Higgs suggested that there is some medium or “aggravating” field, flying through which elementary particles begin to interact with it. The stronger the interaction, the slower the particle breaks through the medium, and the greater the mass this particle possesses. In the circles of physicists there was an idea: by means of a powerful accelerator to “pinch” part of the field, arranging a kind of “Big Bang on the contrary”.
According to the laws of quantum mechanics, the Higgs predicted “aggravating” field consists of quanta that are both wave and particle.

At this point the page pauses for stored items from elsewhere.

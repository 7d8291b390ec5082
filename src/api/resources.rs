//! Generic CRUD endpoints for stored entities.
//!
//! Soft-deleted rows are hidden from every endpoint here: they are left out
//! of listings and answer 404 on direct access.

use axum::{
    extract::{Path, State},
    http::StatusCode,
    Json,
};
use serde::Serialize;
use uuid::Uuid;

use crate::domain::{Integration, Message, MessageStatus, Plan, User, UserPlan};
use crate::error::{AppError, Result};
use crate::server::AppState;
use crate::store::Stored;

/// Entities exposed through the management API.
pub trait Resource: Stored {
    /// Normalize and check a row before it is first stored.
    fn prepare_create(&mut self) -> Result<()> {
        Ok(())
    }

    /// Normalize and check a replacement for the live row `existing`.
    fn prepare_update(&mut self, _existing: &Self) -> Result<()> {
        self.prepare_create()
    }
}

fn required(value: &str, field: &str) -> Result<()> {
    if value.trim().is_empty() {
        return Err(AppError::Validation(format!("{} is required", field)));
    }
    Ok(())
}

impl Resource for User {
    fn prepare_create(&mut self) -> Result<()> {
        self.name = self.name.trim().to_string();
        required(&self.name, "name")?;
        if self.api_key.trim().is_empty() {
            self.api_key = Uuid::new_v4().simple().to_string();
        }
        Ok(())
    }

    fn prepare_update(&mut self, existing: &Self) -> Result<()> {
        if self.api_key.trim().is_empty() {
            self.api_key = existing.api_key.clone();
        }
        self.prepare_create()
    }
}

impl Resource for Plan {
    fn prepare_create(&mut self) -> Result<()> {
        required(&self.name, "name")?;
        if self.price_cents < 0 {
            return Err(AppError::Validation("price cannot be negative".to_string()));
        }
        Ok(())
    }
}

impl Resource for UserPlan {
    fn prepare_create(&mut self) -> Result<()> {
        required(&self.user_id, "user_id")?;
        required(&self.plan_id, "plan_id")
    }
}

impl Resource for Integration {
    fn prepare_create(&mut self) -> Result<()> {
        required(&self.name, "name")?;
        required(&self.plan_id, "plan_id")
    }
}

impl Resource for Message {
    /// Sender, integration, kind and gateway id belong to the send that
    /// produced the message.
    fn prepare_update(&mut self, existing: &Self) -> Result<()> {
        self.user_id = existing.user_id.clone();
        self.integration_id = existing.integration_id.clone();
        self.kind = existing.kind;
        self.external_id = existing.external_id.clone();
        Ok(())
    }
}

impl Resource for MessageStatus {
    /// Status rows form an append-only log, so ids are always server-assigned.
    fn prepare_create(&mut self) -> Result<()> {
        self.id.clear();
        required(&self.message_id, "message_id")
    }
}

#[derive(Debug, Serialize)]
pub struct ListResponse<T> {
    pub items: Vec<T>,
    pub total: usize,
}

async fn live<T: Resource>(state: &AppState, id: &str) -> Result<T> {
    let row = state.store.repository::<T>().get(id).await?;
    if row.is_deleted() {
        return Err(AppError::NotFound(format!("{} not found: {}", T::KIND, id)));
    }
    Ok(row)
}

/// POST /api/v1/{resource}
#[tracing::instrument(name = "http.create_resource", skip(state, item), fields(kind = T::KIND))]
pub async fn create_resource<T: Resource>(
    State(state): State<AppState>,
    Json(mut item): Json<T>,
) -> Result<(StatusCode, Json<T>)> {
    item.prepare_create()?;
    let created = state.store.repository::<T>().create(item).await?;
    tracing::info!(id = %created.id(), "Resource created");
    Ok((StatusCode::CREATED, Json(created)))
}

/// GET /api/v1/{resource}
#[tracing::instrument(name = "http.list_resources", skip(state), fields(kind = T::KIND))]
pub async fn list_resources<T: Resource>(State(state): State<AppState>) -> Result<Json<ListResponse<T>>> {
    let items: Vec<T> = state
        .store
        .repository::<T>()
        .list()
        .await?
        .into_iter()
        .filter(|item| !item.is_deleted())
        .collect();
    let total = items.len();

    Ok(Json(ListResponse { items, total }))
}

/// GET /api/v1/{resource}/{id}
#[tracing::instrument(name = "http.get_resource", skip(state), fields(kind = T::KIND))]
pub async fn get_resource<T: Resource>(
    State(state): State<AppState>,
    Path(id): Path<String>,
) -> Result<Json<T>> {
    Ok(Json(live::<T>(&state, &id).await?))
}

/// PUT /api/v1/{resource}/{id}
#[tracing::instrument(name = "http.update_resource", skip(state, item), fields(kind = T::KIND))]
pub async fn update_resource<T: Resource>(
    State(state): State<AppState>,
    Path(id): Path<String>,
    Json(mut item): Json<T>,
) -> Result<Json<T>> {
    let existing = live::<T>(&state, &id).await?;
    item.prepare_update(&existing)?;
    let updated = state.store.repository::<T>().update(&id, item).await?;
    Ok(Json(updated))
}

/// DELETE /api/v1/{resource}/{id} (soft delete)
#[tracing::instrument(name = "http.delete_resource", skip(state), fields(kind = T::KIND))]
pub async fn delete_resource<T: Resource>(
    State(state): State<AppState>,
    Path(id): Path<String>,
) -> Result<StatusCode> {
    state.store.repository::<T>().delete(&id).await?;
    tracing::info!(id = %id, "Resource deleted");
    Ok(StatusCode::NO_CONTENT)
}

Quants of the hypothetical Higgs field have been called bosons in science.
The idea behind the experiment was to smash a steam consisting of a proton and a Higgs boson with a powerful blow. This would allow you to see a liberated proton turned without a specific medium into a photon of light and another particle — the sought Higgs boson.
Experiments began in the early 1980s at the first collider built by the European Organization for Nuclear Research. Then it was not possible to find the Higgs boson, but many encouraging interim results were obtained. Work subsequently continued at the Large Hadron Collider, built in the Lake Geneva area. The new experiments lasted more than eleven years and allowed adjustments to the parameters of the studies, as well as to determine the range of measurements.
Several years of waiting and significant costs for a research project have come to fruition. CERN’s official press release on July 4, 2012 made a cautious statement that clear signs of the existence of a new particle fitting within the framework of Higgs’s proposed theory were identified. Despite the existing small probability of error, most physicists are confident that the search for the Higgs boson is successfully completed.